Kontinen Afrika Bakal Gelar KTT G20 Pertama Kalinya, Ketum Kadin serta Presiden Afsel Diskusi dalam Davos

JAKARTA – Ketua Umum Kamar Dagang serta Industri (Kadin) Indonesia, Anindya Novyan Bakrie berdiskusi dengan Presiden Afrika Selatan (Afsel) , Matamela Cyril Ramaphosa, pada sela-sela rapat tahunan World Economic Wadah (Forum Perekonomian Dunia) pada Davos, Swiss, Rabu (23/1/2025). Keduanya mengkaji persiapan KTT G20 yang tersebut akan diselenggarakan di area Johannesburg, November 2025.
“Kami berdiskusi tentang persiapan KTT G20 di tempat Johannesburg, Afrika Selatan, pada November mendatang. Hal ini momen yang digunakan tepat dikarenakan beliau (Matamela Cyril Ramaphosa) merupakan Ketua G20, dalam mana Afrika Selatan akan menjadi tuan rumah KTT G20 tahun ini,” kata Ketum Kadin Anindya Bakrie lewat keterangan tertoreh dari Davos.

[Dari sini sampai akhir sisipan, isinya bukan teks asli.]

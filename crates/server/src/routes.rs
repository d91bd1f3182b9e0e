use axum::{
    routing::{get, post},
    Json, Router,
};
use service::user::UserService;
use tower_http::{
    cors::CorsLayer,
    trace::{DefaultMakeSpan, DefaultOnFailure, DefaultOnRequest, DefaultOnResponse, TraceLayer},
};
use tracing::Level;
use utoipa::OpenApi;

use common::types::Health;

use crate::openapi::ApiDoc;

pub mod calc;
pub mod users;

#[derive(Clone)]
pub struct ServerState {
    pub users: UserService,
}

/// Report that the API is up.
#[utoipa::path(get, path = "/health", tag = "health", responses((status = 200, description = "OK", body = crate::openapi::HealthResponse)))]
pub async fn health_check() -> Json<Health> {
    Json(Health::healthy())
}

async fn openapi_json() -> Json<utoipa::openapi::OpenApi> {
    Json(ApiDoc::openapi())
}

/// Build the full application router: health, calculation, user records and
/// the OpenAPI document the tool bridge reads.
pub fn build_router(state: ServerState, cors: CorsLayer) -> Router {
    Router::new()
        .route("/health", get(health_check))
        .route("/openapi.json", get(openapi_json))
        .route("/multiply", get(calc::multiply))
        .route("/user", post(users::save_user))
        .route("/user/:email", get(users::get_user).delete(users::delete_user))
        .route("/users", get(users::get_all_users))
        .with_state(state)
        .layer(cors)
        .layer(
            TraceLayer::new_for_http()
                .make_span_with(DefaultMakeSpan::new().level(Level::INFO).include_headers(false))
                .on_request(DefaultOnRequest::new().level(Level::INFO))
                .on_response(DefaultOnResponse::new().level(Level::INFO).include_headers(false))
                // 5xx
                .on_failure(DefaultOnFailure::new().level(Level::ERROR)),
        )
}
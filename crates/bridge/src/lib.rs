//! Tool bridge
//!
//! Reads the user API's OpenAPI document and exposes every operation as an
//! MCP tool over the SSE transport:
//! - `GET /sse` opens a session stream and announces the message endpoint
//! - `POST /messages/?session_id=..` carries JSON-RPC requests
//!
//! Tool calls are forwarded to the API over HTTP.

pub mod bootstrap;
pub mod catalog;
pub mod client;
pub mod errors;
pub mod invoker;
pub mod protocol;
pub mod sse;
pub mod transport;

pub use catalog::{Tool, ToolCatalog};
pub use client::McpClient;
pub use errors::BridgeError;
pub use protocol::McpHandler;
use std::io;
use tracing_subscriber::{fmt, EnvFilter};

/// Initialize tracing subscriber with sensible defaults and stdout writer.
/// - Respects `RUST_LOG` if set
/// - Falls back to `info,tower_http=info,axum=info`
/// - Writes to stdout to improve visibility in environments that hide stderr
pub fn init_logging_default() {
    let env_filter = EnvFilter::try_from_default_env()
        .unwrap_or_else(|_| EnvFilter::new("info,tower_http=info,axum=info"));
    let _ = fmt()
        .with_env_filter(env_filter)
        .with_target(false)
        .compact()
        .with_writer(io::stdout)
        .try_init();
}

/// Initialize tracing subscriber with JSON structured output.
/// - Respects `RUST_LOG` if set, defaults to `info,bridge=debug`
/// - Writes to stdout for consistent container logging behavior
pub fn init_logging_json() {
    // RUST_LOG=info,bridge::transport=debug logs every response pushed to a session
    let env_filter = EnvFilter::try_from_default_env()
        .unwrap_or_else(|_| EnvFilter::new("info,bridge=debug"));
    let _ = fmt()
        .with_env_filter(env_filter)
        .with_target(false)
        .json()
        .with_writer(io::stdout)
        .try_init();
}

/// Initialize tracing for interactive programs.
/// Logs go to stderr and default to `warn` so they don't interleave with the
/// conversation printed on stdout.
pub fn init_logging_stderr() {
    let env_filter = EnvFilter::try_from_default_env().unwrap_or_else(|_| EnvFilter::new("warn"));
    let _ = fmt()
        .with_env_filter(env_filter)
        .with_target(false)
        .compact()
        .with_writer(io::stderr)
        .try_init();
}
use axum::extract::{rejection::JsonRejection, Path, State};
use axum::Json;
use models::user::{Message, SavedUser, UserInput, UserList, UserRecord};

use crate::errors::JsonApiError;
use crate::routes::ServerState;

/// Save user data with email as key.
///
/// Creates the record or replaces every field of an existing one.
#[utoipa::path(
    post, path = "/user", tag = "users",
    request_body = UserInput,
    responses(
        (status = 200, description = "Saved", body = SavedUser),
        (status = 400, description = "Missing email or name"),
        (status = 500, description = "Storage failure")
    )
)]
pub async fn save_user(
    State(state): State<ServerState>,
    payload: Result<Json<UserInput>, JsonRejection>,
) -> Result<Json<SavedUser>, JsonApiError> {
    let Json(input) = payload.map_err(|e| JsonApiError::bad_request(e.body_text()))?;
    Ok(Json(state.users.upsert(input).await?))
}

/// Get user data by email.
#[utoipa::path(
    get, path = "/user/{email}", tag = "users",
    params(("email" = String, Path, description = "Email address the record is stored under")),
    responses(
        (status = 200, description = "Found", body = UserRecord),
        (status = 404, description = "User not found")
    )
)]
pub async fn get_user(
    State(state): State<ServerState>,
    Path(email): Path<String>,
) -> Result<Json<UserRecord>, JsonApiError> {
    Ok(Json(state.users.get(&email).await?))
}

/// Get all users.
#[utoipa::path(
    get, path = "/users", tag = "users",
    responses((status = 200, description = "Every stored user keyed by email", body = UserList))
)]
pub async fn get_all_users(State(state): State<ServerState>) -> Result<Json<UserList>, JsonApiError> {
    Ok(Json(state.users.list().await?))
}

/// Delete user by email.
#[utoipa::path(
    delete, path = "/user/{email}", tag = "users",
    params(("email" = String, Path, description = "Email address the record is stored under")),
    responses(
        (status = 200, description = "Deleted", body = Message),
        (status = 404, description = "User not found")
    )
)]
pub async fn delete_user(
    State(state): State<ServerState>,
    Path(email): Path<String>,
) -> Result<Json<Message>, JsonApiError> {
    Ok(Json(state.users.delete(&email).await?))
}
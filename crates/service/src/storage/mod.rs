//! Storage abstractions for service layer
//!
//! Contains reusable file-backed stores and helpers to avoid duplication
//! across services that persist small maps as JSON.

pub mod json_map_store;
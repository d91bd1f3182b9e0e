//! Legacy MCP SSE transport: one event stream per session, requests posted
//! separately and answered on the stream.

use std::collections::HashMap;
use std::convert::Infallible;
use std::sync::Arc;

use axum::{
    extract::{Query, State},
    http::StatusCode,
    response::{
        sse::{Event, KeepAlive, Sse},
        IntoResponse, Response,
    },
    routing::{get, post},
    Router,
};
use dashmap::DashMap;
use futures::{stream, Stream, StreamExt};
use serde_json::Value;
use tokio::sync::mpsc;
use tower_http::trace::{DefaultMakeSpan, DefaultOnRequest, DefaultOnResponse, TraceLayer};
use tracing::{debug, info, warn, Level};
use uuid::Uuid;

use crate::protocol::{JsonRpcResponse, McpHandler, PARSE_ERROR};

type Sessions = Arc<DashMap<String, mpsc::Sender<Event>>>;

#[derive(Clone)]
pub struct BridgeState {
    handler: Arc<McpHandler>,
    sessions: Sessions,
    message_path: String,
}

pub fn build_router(handler: Arc<McpHandler>, sse_path: &str, message_path: &str) -> Router {
    let state = BridgeState { handler, sessions: Arc::new(DashMap::new()), message_path: message_path.to_string() };
    Router::new()
        .route(sse_path, get(open_session))
        .route(message_path, post(post_message))
        .layer(
            TraceLayer::new_for_http()
                .make_span_with(DefaultMakeSpan::new().level(Level::INFO))
                .on_request(DefaultOnRequest::new().level(Level::DEBUG))
                .on_response(DefaultOnResponse::new().level(Level::INFO)),
        )
        .with_state(state)
}

/// Removes the session once its stream is dropped.
struct SessionGuard {
    id: String,
    sessions: Sessions,
}

impl Drop for SessionGuard {
    fn drop(&mut self) {
        self.sessions.remove(&self.id);
        info!(session_id = %self.id, "session closed");
    }
}

async fn open_session(State(state): State<BridgeState>) -> Sse<impl Stream<Item = Result<Event, Infallible>>> {
    let id = Uuid::new_v4().simple().to_string();
    let (tx, rx) = mpsc::channel::<Event>(32);
    state.sessions.insert(id.clone(), tx);
    info!(session_id = %id, "session opened");

    let endpoint = Event::default().event("endpoint").data(format!("{}?session_id={}", state.message_path, id));
    let guard = SessionGuard { id, sessions: state.sessions.clone() };
    let events = stream::unfold((rx, guard), |(mut rx, guard)| async move {
        rx.recv().await.map(|ev| (Ok(ev), (rx, guard)))
    });

    Sse::new(stream::once(async move { Ok(endpoint) }).chain(events)).keep_alive(KeepAlive::default())
}

async fn post_message(
    State(state): State<BridgeState>,
    Query(query): Query<HashMap<String, String>>,
    body: String,
) -> Response {
    let Some(session_id) = query.get("session_id") else {
        return (StatusCode::BAD_REQUEST, "session_id is required").into_response();
    };
    let Some(tx) = state.sessions.get(session_id).map(|s| s.value().clone()) else {
        return (StatusCode::NOT_FOUND, "Could not find session").into_response();
    };

    let msg: Value = match serde_json::from_str(&body) {
        Ok(v) => v,
        Err(e) => {
            warn!(%session_id, error = %e, "unparseable message");
            let resp = JsonRpcResponse::error(Value::Null, PARSE_ERROR, format!("parse error: {e}"));
            send(&tx, &resp).await;
            return (StatusCode::BAD_REQUEST, "Could not parse message").into_response();
        }
    };

    let handler = state.handler.clone();
    let session_id = session_id.clone();
    tokio::spawn(async move {
        if let Some(resp) = handler.handle_value(msg).await {
            debug!(%session_id, "sending response");
            send(&tx, &resp).await;
        }
    });
    (StatusCode::ACCEPTED, "Accepted").into_response()
}

async fn send(tx: &mpsc::Sender<Event>, resp: &JsonRpcResponse) {
    let data = match serde_json::to_string(resp) {
        Ok(d) => d,
        Err(e) => {
            warn!(error = %e, "failed to encode response");
            return;
        }
    };
    if tx.send(Event::default().event("message").data(data)).await.is_err() {
        debug!("session stream already closed");
    }
}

Dalam diskusi tersebut, menurut Anindya Bakrie, Cyril Ramaphosa membicarakan solidaritas (solidarity), kesetaraan (equality), lalu konstruksi berkelanjutan (sustainable development) yang menjadi tema penyelenggaraan KTT G20 di dalam Afrika Selatan.
“Untuk pertama kalinya di sejarah, KTT G20 diselenggarakan di area (Benua) Afrika. Jadi ini momen yang mana sangat spesial bagi kita semua, khususnya bagi Afrika Selatan,” tutur Anindya.
Sebagai informasi, Matamela Cyril Ramaphosa dikenal sebagai presiden yang mana kharismatik. Pria kelahiran 17 November 1952 ini menjabat sebagai Presiden Afrika Selatan sejak 2018.
Sebelum menjadi Presiden Afrika Selatan, Cyril Ramaphosa pernah menduduki sikap sebagai Presiden Kongres Nasional Afrika (ANC). Sebelumnya beliau dikenal sebagai aktivis antiapartheid, pemimpin serikat pekerja, serta pengusaha.
Selain itu, Cyril Ramaphosa pernah menjabat sebagai Sekjen ANC era Nelson Mandela (1991-1997) lalu menjadi Wakil Presiden era Presiden Jacob Zuma (2014-2018). Cyril Ramaphosa kerap dijuluki sebagai negosiator ulung lalu ahli strategi. Dia pun piawai berpidato.
Dalam pidatonya dalam Wadah Perekonomian Planet Davos, Rabu (22/1/2025) kemarin, Cyril Ramaphosa menyampaikan frasa yang mana menyentuh tentang kolaborasi. Menurut Cyril Ramaphosa, untuk mengatasi berbagai persoalan dunia, seperti kemiskinan, perang, juga pembaharuan iklim, para pemimpin dunia kembali dipanggil untuk memanfaatkan atribut manusia yang paling kuat sekaligus paling abadi, yakni kerja identik kemudian kolaborasi yang mana saling menguntungkan.
“Kerja sebanding adalah landasan peradaban manusia. Tanpa kerja sejenis lalu kolaborasi – antara individu, kelompok individu, publik di tempat seluruh dunia, negara – umat manusia tidaklah akan dapat maju,” tandas Cyril Ramaphosa.
Menyitir pidato 30 tahun silam Presiden Afrika Selatan periode 1994 – 1999 Nelson Mandela, Cyril Ramaphosa mengatakan, “Ketergantungan kitalah yang mana menyatukan kita di satu rumah global bersama, melintasi lautan serta benua, menuntut kita semua untuk bersatu meluncurkan serangan global demi pembangunan, demi kemakmuran, juga kelangsungan hidup manusia”.